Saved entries
• • • •

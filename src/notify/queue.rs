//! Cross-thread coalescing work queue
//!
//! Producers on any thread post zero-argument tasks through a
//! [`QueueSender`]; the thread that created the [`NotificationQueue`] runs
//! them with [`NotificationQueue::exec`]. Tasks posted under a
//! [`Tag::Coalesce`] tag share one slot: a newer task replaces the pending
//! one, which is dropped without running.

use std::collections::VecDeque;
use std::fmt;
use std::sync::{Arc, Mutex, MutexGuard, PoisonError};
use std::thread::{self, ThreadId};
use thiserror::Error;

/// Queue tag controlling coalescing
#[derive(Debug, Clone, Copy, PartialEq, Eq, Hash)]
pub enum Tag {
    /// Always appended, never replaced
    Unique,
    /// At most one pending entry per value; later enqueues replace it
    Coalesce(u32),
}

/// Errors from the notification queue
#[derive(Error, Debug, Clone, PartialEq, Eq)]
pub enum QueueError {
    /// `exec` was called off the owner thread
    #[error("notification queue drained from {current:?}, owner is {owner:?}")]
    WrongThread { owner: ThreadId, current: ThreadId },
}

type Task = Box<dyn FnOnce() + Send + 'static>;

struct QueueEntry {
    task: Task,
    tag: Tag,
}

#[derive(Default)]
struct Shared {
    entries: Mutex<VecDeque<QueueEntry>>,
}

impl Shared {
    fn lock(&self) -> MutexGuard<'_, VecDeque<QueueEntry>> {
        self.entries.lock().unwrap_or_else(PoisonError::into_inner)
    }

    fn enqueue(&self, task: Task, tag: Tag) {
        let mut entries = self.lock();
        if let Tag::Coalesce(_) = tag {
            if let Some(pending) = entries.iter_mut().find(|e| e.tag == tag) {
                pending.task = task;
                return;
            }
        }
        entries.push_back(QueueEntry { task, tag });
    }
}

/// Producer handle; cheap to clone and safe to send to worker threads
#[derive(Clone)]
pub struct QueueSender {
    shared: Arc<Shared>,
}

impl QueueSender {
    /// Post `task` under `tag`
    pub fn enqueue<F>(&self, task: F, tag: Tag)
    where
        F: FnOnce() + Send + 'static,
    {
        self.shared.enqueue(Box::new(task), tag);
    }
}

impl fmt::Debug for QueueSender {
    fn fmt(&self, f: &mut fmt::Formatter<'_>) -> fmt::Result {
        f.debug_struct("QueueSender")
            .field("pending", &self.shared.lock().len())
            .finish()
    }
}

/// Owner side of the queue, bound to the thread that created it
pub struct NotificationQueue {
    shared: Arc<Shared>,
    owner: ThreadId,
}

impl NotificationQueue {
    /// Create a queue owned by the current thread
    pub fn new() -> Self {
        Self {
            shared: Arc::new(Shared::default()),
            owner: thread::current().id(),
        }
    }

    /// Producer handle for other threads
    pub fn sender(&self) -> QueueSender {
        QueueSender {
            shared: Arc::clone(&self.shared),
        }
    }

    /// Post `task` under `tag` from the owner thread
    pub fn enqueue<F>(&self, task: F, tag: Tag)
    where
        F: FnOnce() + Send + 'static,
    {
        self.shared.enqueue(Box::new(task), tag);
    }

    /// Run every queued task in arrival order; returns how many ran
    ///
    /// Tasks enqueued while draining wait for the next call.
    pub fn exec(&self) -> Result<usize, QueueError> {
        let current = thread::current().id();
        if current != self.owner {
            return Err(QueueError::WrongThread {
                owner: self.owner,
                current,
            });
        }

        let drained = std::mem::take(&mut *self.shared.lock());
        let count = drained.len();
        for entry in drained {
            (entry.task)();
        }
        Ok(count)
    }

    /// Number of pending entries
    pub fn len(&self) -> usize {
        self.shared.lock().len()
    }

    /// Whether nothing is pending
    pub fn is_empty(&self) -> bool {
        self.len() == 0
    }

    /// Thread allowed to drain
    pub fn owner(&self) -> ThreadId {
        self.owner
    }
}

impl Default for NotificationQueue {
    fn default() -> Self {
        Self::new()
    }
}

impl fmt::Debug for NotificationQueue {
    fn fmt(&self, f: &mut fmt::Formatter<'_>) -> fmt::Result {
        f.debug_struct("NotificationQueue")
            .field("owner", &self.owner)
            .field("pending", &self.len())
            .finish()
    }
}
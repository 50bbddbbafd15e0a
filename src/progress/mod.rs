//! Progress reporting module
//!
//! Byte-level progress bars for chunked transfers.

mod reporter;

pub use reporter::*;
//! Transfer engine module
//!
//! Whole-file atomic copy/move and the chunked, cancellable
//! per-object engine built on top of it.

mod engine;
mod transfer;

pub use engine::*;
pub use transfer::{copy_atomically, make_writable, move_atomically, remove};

• • • •

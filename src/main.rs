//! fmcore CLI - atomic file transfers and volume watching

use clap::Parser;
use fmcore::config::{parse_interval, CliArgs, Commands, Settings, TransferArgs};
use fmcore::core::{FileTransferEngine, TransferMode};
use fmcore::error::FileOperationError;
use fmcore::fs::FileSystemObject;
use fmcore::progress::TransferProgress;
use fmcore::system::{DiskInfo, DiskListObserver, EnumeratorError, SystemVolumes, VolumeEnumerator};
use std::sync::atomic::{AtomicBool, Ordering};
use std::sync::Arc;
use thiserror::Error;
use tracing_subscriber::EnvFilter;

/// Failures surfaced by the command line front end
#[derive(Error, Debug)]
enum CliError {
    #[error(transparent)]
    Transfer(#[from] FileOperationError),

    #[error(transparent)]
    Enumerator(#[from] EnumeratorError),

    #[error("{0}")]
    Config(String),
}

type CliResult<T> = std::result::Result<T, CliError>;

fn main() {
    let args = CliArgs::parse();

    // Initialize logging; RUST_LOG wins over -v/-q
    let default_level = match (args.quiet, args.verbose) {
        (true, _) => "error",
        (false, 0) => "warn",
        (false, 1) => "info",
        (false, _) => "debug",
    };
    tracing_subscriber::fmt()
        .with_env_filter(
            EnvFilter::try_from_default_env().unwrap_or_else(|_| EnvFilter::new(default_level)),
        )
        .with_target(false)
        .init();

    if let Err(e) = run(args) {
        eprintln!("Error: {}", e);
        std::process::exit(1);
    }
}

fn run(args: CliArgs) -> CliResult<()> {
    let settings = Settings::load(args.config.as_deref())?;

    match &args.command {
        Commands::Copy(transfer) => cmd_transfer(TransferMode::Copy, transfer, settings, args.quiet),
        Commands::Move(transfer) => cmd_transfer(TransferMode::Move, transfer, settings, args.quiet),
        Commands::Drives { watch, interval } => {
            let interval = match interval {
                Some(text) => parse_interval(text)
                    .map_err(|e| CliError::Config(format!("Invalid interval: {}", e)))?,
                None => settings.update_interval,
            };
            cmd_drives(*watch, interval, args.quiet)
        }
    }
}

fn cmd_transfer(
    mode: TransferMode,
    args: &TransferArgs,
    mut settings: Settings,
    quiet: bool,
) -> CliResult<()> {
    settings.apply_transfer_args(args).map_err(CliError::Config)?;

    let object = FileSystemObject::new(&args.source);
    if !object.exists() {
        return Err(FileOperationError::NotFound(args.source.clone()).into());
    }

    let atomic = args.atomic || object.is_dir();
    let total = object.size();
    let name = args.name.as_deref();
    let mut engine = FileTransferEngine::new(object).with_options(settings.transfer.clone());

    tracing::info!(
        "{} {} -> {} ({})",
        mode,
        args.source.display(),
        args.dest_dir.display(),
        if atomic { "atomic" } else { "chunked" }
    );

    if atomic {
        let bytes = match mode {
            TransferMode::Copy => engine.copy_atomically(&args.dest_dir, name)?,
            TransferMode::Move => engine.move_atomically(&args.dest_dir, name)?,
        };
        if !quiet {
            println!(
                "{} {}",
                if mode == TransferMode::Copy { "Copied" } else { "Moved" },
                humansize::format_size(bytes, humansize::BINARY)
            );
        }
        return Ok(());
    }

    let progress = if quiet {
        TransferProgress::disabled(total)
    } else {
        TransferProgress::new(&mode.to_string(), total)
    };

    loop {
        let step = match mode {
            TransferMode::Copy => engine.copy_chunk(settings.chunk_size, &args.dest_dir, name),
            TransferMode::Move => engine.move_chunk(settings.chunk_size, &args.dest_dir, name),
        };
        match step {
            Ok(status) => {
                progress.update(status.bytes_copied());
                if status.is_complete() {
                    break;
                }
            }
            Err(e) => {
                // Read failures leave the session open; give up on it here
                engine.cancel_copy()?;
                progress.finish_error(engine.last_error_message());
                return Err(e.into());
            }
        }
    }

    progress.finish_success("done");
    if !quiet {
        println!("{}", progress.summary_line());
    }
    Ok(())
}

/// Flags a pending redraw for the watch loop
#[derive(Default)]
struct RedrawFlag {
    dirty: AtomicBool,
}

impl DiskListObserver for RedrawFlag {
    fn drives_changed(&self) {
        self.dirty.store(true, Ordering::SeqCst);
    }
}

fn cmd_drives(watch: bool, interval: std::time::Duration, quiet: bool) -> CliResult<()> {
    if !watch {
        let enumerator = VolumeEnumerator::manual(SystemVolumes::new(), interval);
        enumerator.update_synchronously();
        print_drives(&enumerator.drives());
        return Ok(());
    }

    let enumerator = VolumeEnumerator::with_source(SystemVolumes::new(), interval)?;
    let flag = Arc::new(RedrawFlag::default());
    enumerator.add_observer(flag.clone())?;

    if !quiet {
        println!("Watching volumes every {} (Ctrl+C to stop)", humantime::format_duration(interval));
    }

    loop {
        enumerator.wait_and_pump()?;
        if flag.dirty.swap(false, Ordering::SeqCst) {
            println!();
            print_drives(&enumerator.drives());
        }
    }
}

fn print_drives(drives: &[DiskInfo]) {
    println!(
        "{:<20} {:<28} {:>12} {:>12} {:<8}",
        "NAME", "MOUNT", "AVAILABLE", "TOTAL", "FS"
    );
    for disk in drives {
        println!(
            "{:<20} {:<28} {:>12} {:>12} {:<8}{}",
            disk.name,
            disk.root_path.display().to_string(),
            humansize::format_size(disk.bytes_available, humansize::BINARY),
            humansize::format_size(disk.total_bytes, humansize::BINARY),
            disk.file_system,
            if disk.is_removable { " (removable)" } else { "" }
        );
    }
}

• • • •

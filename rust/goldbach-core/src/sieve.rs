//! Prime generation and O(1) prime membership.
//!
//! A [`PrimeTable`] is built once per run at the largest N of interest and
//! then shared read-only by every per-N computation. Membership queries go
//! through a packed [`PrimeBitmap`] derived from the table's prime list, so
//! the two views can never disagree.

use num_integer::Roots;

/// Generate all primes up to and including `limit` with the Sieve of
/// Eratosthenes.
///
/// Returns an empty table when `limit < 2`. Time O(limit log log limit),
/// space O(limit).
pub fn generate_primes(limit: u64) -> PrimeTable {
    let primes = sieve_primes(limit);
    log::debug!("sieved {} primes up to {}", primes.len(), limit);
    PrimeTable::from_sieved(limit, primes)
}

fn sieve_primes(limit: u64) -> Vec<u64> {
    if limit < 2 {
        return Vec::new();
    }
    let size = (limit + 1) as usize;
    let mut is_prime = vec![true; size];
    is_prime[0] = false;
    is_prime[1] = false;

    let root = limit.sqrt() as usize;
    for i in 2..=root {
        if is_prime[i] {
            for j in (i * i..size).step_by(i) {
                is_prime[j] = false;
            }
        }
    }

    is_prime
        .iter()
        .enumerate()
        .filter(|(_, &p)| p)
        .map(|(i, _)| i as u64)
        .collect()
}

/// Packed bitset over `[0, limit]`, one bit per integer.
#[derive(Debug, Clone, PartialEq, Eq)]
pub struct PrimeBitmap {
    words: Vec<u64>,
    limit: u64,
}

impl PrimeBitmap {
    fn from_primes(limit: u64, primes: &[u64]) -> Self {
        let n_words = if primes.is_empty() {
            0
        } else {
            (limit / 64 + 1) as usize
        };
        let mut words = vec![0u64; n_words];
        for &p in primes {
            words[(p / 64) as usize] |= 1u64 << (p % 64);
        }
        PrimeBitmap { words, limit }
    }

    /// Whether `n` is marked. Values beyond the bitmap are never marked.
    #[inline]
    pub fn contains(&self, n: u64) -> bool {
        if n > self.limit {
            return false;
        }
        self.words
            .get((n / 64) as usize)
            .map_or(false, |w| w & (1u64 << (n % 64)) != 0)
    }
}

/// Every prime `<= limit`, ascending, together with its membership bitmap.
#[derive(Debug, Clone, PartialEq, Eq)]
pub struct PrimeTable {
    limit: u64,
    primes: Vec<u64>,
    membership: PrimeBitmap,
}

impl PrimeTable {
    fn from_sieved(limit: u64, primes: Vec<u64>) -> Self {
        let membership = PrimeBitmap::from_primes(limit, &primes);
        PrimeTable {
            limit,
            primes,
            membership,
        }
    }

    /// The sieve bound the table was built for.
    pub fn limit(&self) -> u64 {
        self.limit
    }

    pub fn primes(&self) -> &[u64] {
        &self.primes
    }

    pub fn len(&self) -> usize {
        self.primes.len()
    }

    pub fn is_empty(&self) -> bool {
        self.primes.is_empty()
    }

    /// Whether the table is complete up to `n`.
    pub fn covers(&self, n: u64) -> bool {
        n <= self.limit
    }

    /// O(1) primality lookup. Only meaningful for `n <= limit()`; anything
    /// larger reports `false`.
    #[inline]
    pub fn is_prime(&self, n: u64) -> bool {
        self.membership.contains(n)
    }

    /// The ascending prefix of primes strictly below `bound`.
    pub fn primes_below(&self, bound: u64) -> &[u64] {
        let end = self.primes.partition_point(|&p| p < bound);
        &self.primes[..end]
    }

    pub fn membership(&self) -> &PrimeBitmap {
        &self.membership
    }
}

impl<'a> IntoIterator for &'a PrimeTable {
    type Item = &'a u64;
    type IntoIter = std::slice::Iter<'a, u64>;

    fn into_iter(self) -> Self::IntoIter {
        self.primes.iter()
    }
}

• • • •

--- Task to carry out ---
Return all lines of the data in which the string "PrimeTable" appears.

--- Task solution ---
//! A [`PrimeTable`] is built once per run at the largest N of interest and
pub fn generate_primes(limit: u64) -> PrimeTable {
    PrimeTable::from_sieved(limit, primes)
pub struct PrimeTable {
impl PrimeTable {
        PrimeTable {
impl<'a> IntoIterator for &'a PrimeTable {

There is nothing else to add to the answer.